Le 21/02/2019 à 12:58, Paul Moore a écrit :
On Thu, 21 Feb 2019 at 11:35, Antoine Pitrou <solipsis@pitrou.net> wrote:
On Thu, 21 Feb 2019 12:13:51 +0100 Victor Stinner <vstinner@redhat.com> wrote:
Premature optimization is the root of all evil. Most C extensions use premature optimization
How do you know it's premature? Some extensions _are_ meant for speed.
Extensions that need to squeeze every bit of speed out of the C API are the exception rather than the rule. Making it easier for extension authors to naturally pick portable options seems reasonable to me.

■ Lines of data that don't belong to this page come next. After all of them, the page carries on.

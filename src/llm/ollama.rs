//! Ollama backend implementation.
//!
//! Ollama is a local LLM server; `/api/generate` with `stream: true` answers
//! with one JSON object per line.

use super::{decode_lines, DeltaStream, LlmError};
use reqwest::Client;
use serde::{Deserialize, Serialize};
use std::time::Duration;
use tracing::debug;

const PROVIDER: &str = "Ollama";

pub struct OllamaBackend {
    pub model: String,
    host: String,
    client: Client,
}

impl OllamaBackend {
    pub fn new(model: String, host: String) -> Result<Self, LlmError> {
        let client = Client::builder()
            .connect_timeout(Duration::from_secs(5))
            .build()
            .map_err(LlmError::Client)?;

        Ok(Self {
            model,
            host: host.trim_end_matches('/').to_string(),
            client,
        })
    }

    pub async fn open_stream(&self, prompt: &str) -> Result<DeltaStream, LlmError> {
        let url = format!("{}/api/generate", self.host);

        let request = OllamaRequest {
            model: self.model.clone(),
            prompt: prompt.to_string(),
            stream: true,
        };

        debug!("Opening Ollama stream: {}", url);

        let response = self
            .client
            .post(&url)
            .json(&request)
            .send()
            .await
            .map_err(|source| LlmError::Connect {
                provider: PROVIDER,
                source,
            })?;

        if !response.status().is_success() {
            let status = response.status();
            let body = response.text().await.unwrap_or_default();
            let message = serde_json::from_str::<OllamaChunk>(&body)
                .ok()
                .and_then(|c| c.error)
                .unwrap_or(body);
            return Err(LlmError::Api {
                provider: PROVIDER,
                status: status.as_u16(),
                message,
            });
        }

        Ok(Box::pin(decode_lines(response.bytes_stream(), parse_ndjson_line)))
    }
}

/// Extract the answer fragment from one line of Ollama's streamed output.
pub(crate) fn parse_ndjson_line(line: &str) -> Result<Option<String>, LlmError> {
    let line = line.trim();
    if line.is_empty() {
        return Ok(None);
    }
    let chunk: OllamaChunk = serde_json::from_str(line)?;
    if let Some(error) = chunk.error {
        return Err(LlmError::Backend(error));
    }
    Ok(chunk.response.filter(|text| !text.is_empty()))
}

#[derive(Debug, Serialize)]
struct OllamaRequest {
    model: String,
    prompt: String,
    stream: bool,
}

#[derive(Debug, Deserialize)]
struct OllamaChunk {
    response: Option<String>,
    #[allow(dead_code)]
    #[serde(default)]
    done: bool,
    error: Option<String>,
}
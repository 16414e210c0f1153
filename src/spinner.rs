//! Waiting indicator shown under a streaming answer.

use serde::{Deserialize, Serialize};

const DOTS: &[&str] = &["⠋", "⠙", "⠹", "⠸", "⠼", "⠴", "⠦", "⠧", "⠇", "⠏"];

const BEAR: &[&str] = &[
    " ʕ ´•ᴥ•ʔ ",
    " ʕ´•ᴥ•`ʔ ",
    " ʕ•ᴥ•` ʔ ",
    " ʕ´•ᴥ•`ʔ ",
    " ʕ´•ᴥ•`ʔก",
    "กʕ´•ᴥ•`ʔ ",
    " ʕ´•ᴥ•`ʔก",
    "กʕ´•ᴥ•`ʔ ",
    "୧ʕ´•ᴥ•`ʔ୨",
];

/// Glyph set used by the waiting indicator.
#[derive(Debug, Clone, Copy, Default, PartialEq, Eq, Serialize, Deserialize)]
#[serde(rename_all = "lowercase")]
pub enum SpinnerStyle {
    #[default]
    Dots,
    Bear,
}

impl SpinnerStyle {
    fn frames(self) -> &'static [&'static str] {
        match self {
            SpinnerStyle::Dots => DOTS,
            SpinnerStyle::Bear => BEAR,
        }
    }
}

/// Cyclic frame counter over a fixed glyph set.
#[derive(Debug, Clone)]
pub struct Spinner {
    frames: &'static [&'static str],
    frame: usize,
}

impl Spinner {
    pub fn new(style: SpinnerStyle) -> Self {
        Self {
            frames: style.frames(),
            frame: 0,
        }
    }

    /// Advance to the next frame, wrapping around.
    pub fn tick(&mut self) {
        self.frame = (self.frame + 1) % self.frame_count();
    }

    pub fn frame(&self) -> usize {
        self.frame
    }

    pub fn frame_count(&self) -> usize {
        self.frames.len()
    }

    /// The glyph for the current frame.
    pub fn glyph(&self) -> &'static str {
        self.frames[self.frame()]
    }
}

#[cfg(test)]
mod tests {
    use super::*;

    #[test]
    fn test_dots_has_ten_frames() {
        assert_eq!(Spinner::new(SpinnerStyle::Dots).frame_count(), 10);
    }

    #[test]
    fn test_tick_wraps_around() {
        let mut spinner = Spinner::new(SpinnerStyle::Bear);
        let count = spinner.frame_count();
        let first = spinner.glyph();
        for _ in 0..count {
            spinner.tick();
        }
        assert_eq!(spinner.frame(), 0);
        assert_eq!(spinner.glyph(), first);
    }

    #[test]
    fn test_tick_advances_glyph() {
        let mut spinner = Spinner::new(SpinnerStyle::Dots);
        spinner.tick();
        assert_eq!(spinner.frame(), 1);
        assert_eq!(spinner.glyph(), "⠙");
    }
}
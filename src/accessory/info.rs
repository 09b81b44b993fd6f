//! Accessory snapshot and attach/detach notifications.

// ============================================================================
// Imports
// ============================================================================

use serde::{Deserialize, Serialize};
use serde_json::Value;
use tokio::sync::mpsc;

use crate::identifiers::ConnectionId;

// ============================================================================
// Accessory
// ============================================================================

/// Immutable snapshot of an attached accessory.
///
/// Taken when the accessory manager reports the attach and handed out by
/// `list`, `connect` and the device discovered listener.
///
/// # Format
///
/// ```json
/// {
///   "connectionId": 3,
///   "name": "Scanner",
///   "protocolStrings": ["com.example.serial"],
///   "serialNumber": "SN-001",
///   "manufacturer": "Example",
///   "modelNumber": "X1",
///   "firmwareRevision": "1.0.2",
///   "hardwareRevision": "B"
/// }
/// ```
#[derive(Debug, Clone, PartialEq, Eq, Serialize, Deserialize)]
#[serde(rename_all = "camelCase")]
pub struct Accessory {
    /// Platform connection id.
    pub connection_id: ConnectionId,

    /// Display name.
    pub name: String,

    /// Protocol strings advertised by the accessory, in its preferred order.
    #[serde(default)]
    pub protocol_strings: Vec<String>,

    /// Serial number.
    #[serde(default)]
    pub serial_number: String,

    /// Manufacturer name.
    #[serde(default)]
    pub manufacturer: String,

    /// Model number.
    #[serde(default)]
    pub model_number: String,

    /// Firmware revision.
    #[serde(default)]
    pub firmware_revision: String,

    /// Hardware revision.
    #[serde(default)]
    pub hardware_revision: String,
}

impl Accessory {
    /// Creates a snapshot with an id and name; other fields empty.
    #[must_use]
    pub fn new(connection_id: impl Into<ConnectionId>, name: impl Into<String>) -> Self {
        Self {
            connection_id: connection_id.into(),
            name: name.into(),
            protocol_strings: Vec::new(),
            serial_number: String::new(),
            manufacturer: String::new(),
            model_number: String::new(),
            firmware_revision: String::new(),
            hardware_revision: String::new(),
        }
    }

    /// Appends an advertised protocol string.
    #[inline]
    #[must_use]
    pub fn with_protocol(mut self, protocol: impl Into<String>) -> Self {
        self.protocol_strings.push(protocol.into());
        self
    }

    /// Sets the serial number.
    #[inline]
    #[must_use]
    pub fn with_serial_number(mut self, serial_number: impl Into<String>) -> Self {
        self.serial_number = serial_number.into();
        self
    }

    /// Sets the manufacturer.
    #[inline]
    #[must_use]
    pub fn with_manufacturer(mut self, manufacturer: impl Into<String>) -> Self {
        self.manufacturer = manufacturer.into();
        self
    }

    /// Sets the model number.
    #[inline]
    #[must_use]
    pub fn with_model_number(mut self, model_number: impl Into<String>) -> Self {
        self.model_number = model_number.into();
        self
    }

    /// Sets the firmware revision.
    #[inline]
    #[must_use]
    pub fn with_firmware_revision(mut self, firmware_revision: impl Into<String>) -> Self {
        self.firmware_revision = firmware_revision.into();
        self
    }

    /// Sets the hardware revision.
    #[inline]
    #[must_use]
    pub fn with_hardware_revision(mut self, hardware_revision: impl Into<String>) -> Self {
        self.hardware_revision = hardware_revision.into();
        self
    }

    /// Returns `true` if the accessory advertises `protocol`.
    #[inline]
    #[must_use]
    pub fn supports(&self, protocol: &str) -> bool {
        self.protocol_strings.iter().any(|p| p == protocol)
    }

    /// Returns the snapshot as a JSON details object.
    #[must_use]
    pub fn to_json(&self) -> Value {
        serde_json::to_value(self).unwrap_or(Value::Null)
    }
}

// ============================================================================
// AccessoryEvent
// ============================================================================

/// Notification from the platform accessory manager.
#[derive(Debug, Clone, PartialEq, Eq)]
pub enum AccessoryEvent {
    /// An accessory became available to the application.
    Attached(Accessory),
    /// An accessory went away.
    Detached(ConnectionId),
}

// ============================================================================
// AccessoryEvents
// ============================================================================

/// Sender half handed to the platform accessory manager.
///
/// Cloneable; every clone feeds the same reactor.
#[derive(Debug, Clone)]
pub struct AccessoryEvents {
    tx: mpsc::UnboundedSender<AccessoryEvent>,
}

impl AccessoryEvents {
    pub(crate) fn new(tx: mpsc::UnboundedSender<AccessoryEvent>) -> Self {
        Self { tx }
    }

    /// Reports an attached accessory.
    ///
    /// Returns `false` if the reactor has stopped.
    pub fn attached(&self, accessory: Accessory) -> bool {
        self.tx.send(AccessoryEvent::Attached(accessory)).is_ok()
    }

    /// Reports a detached accessory.
    ///
    /// Returns `false` if the reactor has stopped.
    pub fn detached(&self, connection_id: ConnectionId) -> bool {
        self.tx.send(AccessoryEvent::Detached(connection_id)).is_ok()
    }
}

// ============================================================================
// Tests
// ============================================================================

#[cfg(test)]
mod tests {
    use super::*;

    fn scanner() -> Accessory {
        Accessory::new(3, "Scanner")
            .with_protocol("com.example.serial")
            .with_protocol("com.example.firmware")
            .with_serial_number("SN-001")
            .with_manufacturer("Example")
            .with_model_number("X1")
            .with_firmware_revision("1.0.2")
            .with_hardware_revision("B")
    }

    #[test]
    fn test_supports() {
        let accessory = scanner();
        assert!(accessory.supports("com.example.serial"));
        assert!(!accessory.supports("com.other"));
    }

    #[test]
    fn test_to_json_uses_camel_case() {
        let json = scanner().to_json();
        assert_eq!(json["connectionId"], 3);
        assert_eq!(json["protocolStrings"][1], "com.example.firmware");
        assert_eq!(json["firmwareRevision"], "1.0.2");
        assert_eq!(json["hardwareRevision"], "B");
    }

    #[test]
    fn test_deserialize_with_missing_fields() {
        let json_str = r#"{ "connectionId": 5, "name": "Printer" }"#;
        let accessory: Accessory = serde_json::from_str(json_str).expect("parse accessory");
        assert_eq!(accessory.connection_id, ConnectionId::new(5));
        assert!(accessory.protocol_strings.is_empty());
        assert!(accessory.serial_number.is_empty());
    }

    #[test]
    fn test_events_report_closed_reactor() {
        let (tx, rx) = mpsc::unbounded_channel();
        let events = AccessoryEvents::new(tx);
        assert!(events.attached(scanner()));
        drop(rx);
        assert!(!events.detached(ConnectionId::new(3)));
    }
}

Actually, it would be interesting to have some kind of survey of C extensions (through random sampling? or popularity?) to find out why the developers had to write a C extension in the first place and what their concerns are. Intuitively there are three categories of C extensions: 1. extensions whose entire purpose is performance (this includes all scientific computing C extensions - including Numpy or Pandas -, but also C accelerators such as SQLAlchemy's or simplejson's) 2. extensions wrapping third-party APIs that are not performance-critical. If you are exposing a wrapper to e.g. the posix_spawn() system call, probably the wrapper performance isn't very important. 3. extensions wrapping third-party APIs that are performance-critical. For example, in a database wrapper, it's important that your native DB-to-Python and Python-to-native DB conversions are as fast as possible, because users are going to convert a *lot* of data. Note that category 2 may be taken care of by ctypes or cffi. Regards Antoine.